DESCRIPTION OF THE TASK =
Search the records for the string "Purple", and show each line where it appears.

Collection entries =

- - -

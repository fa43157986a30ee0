//! Piece definitions: colors, kinds, bonus flags and the same-type rule

use serde::{Deserialize, Serialize};
use std::fmt;

use crate::board::CellPos;

/// Basic piece color
#[derive(Clone, Copy, Debug, PartialEq, Eq, Hash, PartialOrd, Ord, Serialize, Deserialize)]
#[serde(rename_all = "SCREAMING_SNAKE_CASE")]
pub enum Color {
    Blue,
    Green,
    Purple,
    Red,
    Yellow,
}

/// All 5 colors, in declaration order
pub const ALL_COLORS: [Color; 5] = [
    Color::Blue,
    Color::Green,
    Color::Purple,
    Color::Red,
    Color::Yellow,
];

impl Color {
    /// Name used in emitted events
    pub fn label(self) -> &'static str {
        match self {
            Color::Blue => "BLUE",
            Color::Green => "GREEN",
            Color::Purple => "PURPLE",
            Color::Red => "RED",
            Color::Yellow => "YELLOW",
        }
    }

    /// Single-letter board notation (uppercase)
    pub fn symbol(self) -> char {
        match self {
            Color::Blue => 'B',
            Color::Green => 'G',
            Color::Purple => 'P',
            Color::Red => 'R',
            Color::Yellow => 'Y',
        }
    }

    pub fn from_symbol(c: char) -> Option<Self> {
        match c.to_ascii_uppercase() {
            'B' => Some(Color::Blue),
            'G' => Some(Color::Green),
            'P' => Some(Color::Purple),
            'R' => Some(Color::Red),
            'Y' => Some(Color::Yellow),
            _ => None,
        }
    }
}

impl fmt::Display for Color {
    fn fmt(&self, f: &mut fmt::Formatter<'_>) -> fmt::Result {
        f.write_str(self.label())
    }
}

/// What a piece is
#[derive(Clone, Copy, Debug, PartialEq, Eq, Hash, Serialize, Deserialize)]
pub enum PieceKind {
    Basic(Color),
    Block,
    Shell(Color), // Underlying color is revealed when the shell breaks
    BoardBomb,
    ColorBomb,
}

impl PieceKind {
    /// Color of a basic piece; specials have none
    pub fn color(self) -> Option<Color> {
        match self {
            PieceKind::Basic(color) => Some(color),
            _ => None,
        }
    }

    pub fn is_basic(self) -> bool {
        matches!(self, PieceKind::Basic(_))
    }

    /// Blocks, shells and board bombs never move by swapping
    pub fn is_immovable(self) -> bool {
        matches!(self, PieceKind::Block | PieceKind::Shell(_) | PieceKind::BoardBomb)
    }

    /// Blocks and shells stay in place while the column collapses around them
    pub fn is_anchored(self) -> bool {
        matches!(self, PieceKind::Block | PieceKind::Shell(_))
    }

    /// Blocks and shells are cleared by adjacency, never by color
    pub fn is_obstacle(self) -> bool {
        self.is_anchored()
    }

    /// Name used for shape-destroyed events: the special kind, else the color
    pub fn label(self) -> &'static str {
        match self {
            PieceKind::Basic(color) => color.label(),
            PieceKind::Block => "BLOCK",
            PieceKind::Shell(_) => "SHELL",
            PieceKind::BoardBomb => "BOARD_BOMB",
            PieceKind::ColorBomb => "COLOR_BOMB",
        }
    }

    /// Color a piece compares by in the given mode
    fn match_color(self, mode: MatchMode) -> Option<Color> {
        match (self, mode) {
            (PieceKind::Basic(color), _) => Some(color),
            (PieceKind::Shell(color), MatchMode::Potential) => Some(color),
            _ => None,
        }
    }
}

/// Bonus flags carried by a piece
#[derive(Clone, Copy, Debug, Default, PartialEq, Eq, Hash, Serialize, Deserialize)]
pub struct Bonus(u8);

impl Bonus {
    pub const NONE: Bonus = Bonus(0);
    pub const ROW_COLUMN_CLEAR: Bonus = Bonus(1 << 0);

    pub fn contains(self, other: Bonus) -> bool {
        self.0 & other.0 == other.0
    }

    pub fn insert(&mut self, other: Bonus) {
        self.0 |= other.0;
    }

    pub fn is_empty(self) -> bool {
        self.0 == 0
    }

    pub fn clears_line(self) -> bool {
        self.contains(Bonus::ROW_COLUMN_CLEAR)
    }
}

/// Unique identity of a live piece
#[derive(Clone, Copy, Debug, PartialEq, Eq, Hash, PartialOrd, Ord, Serialize, Deserialize)]
pub struct PieceId(pub u32);

impl fmt::Display for PieceId {
    fn fmt(&self, f: &mut fmt::Formatter<'_>) -> fmt::Result {
        write!(f, "#{}", self.0)
    }
}

/// How same-type comparisons treat shells
#[derive(Clone, Copy, Debug, PartialEq, Eq)]
pub enum MatchMode {
    /// Committing real matches: only basic pieces compare by color
    Resolve,
    /// Hint scanning: a shell also compares by its underlying color
    Potential,
}

/// A piece on the board
#[derive(Clone, Copy, Debug, PartialEq, Eq, Serialize, Deserialize)]
pub struct Piece {
    pub id: PieceId,
    pub kind: PieceKind,
    pub bonus: Bonus,
    pub pos: CellPos,
}

impl Piece {
    pub fn color(&self) -> Option<Color> {
        self.kind.color()
    }

    pub fn label(&self) -> &'static str {
        self.kind.label()
    }

    pub fn clears_line(&self) -> bool {
        self.bonus.clears_line()
    }

    /// Same-type test used by run scanning
    pub fn is_same_type(&self, other: &Piece, mode: MatchMode) -> bool {
        same_kind(self.kind, other.kind, mode)
    }
}

/// Same-type test on bare kinds
pub fn same_kind(a: PieceKind, b: PieceKind, mode: MatchMode) -> bool {
    match (a.match_color(mode), b.match_color(mode)) {
        (Some(x), Some(y)) => x == y,
        _ => false,
    }
}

- - -

EXERCISE SOLUTION =
    Purple,
    Color::Purple,
            Color::Purple => "PURPLE",
            Color::Purple => 'P',
            'P' => Some(Color::Purple),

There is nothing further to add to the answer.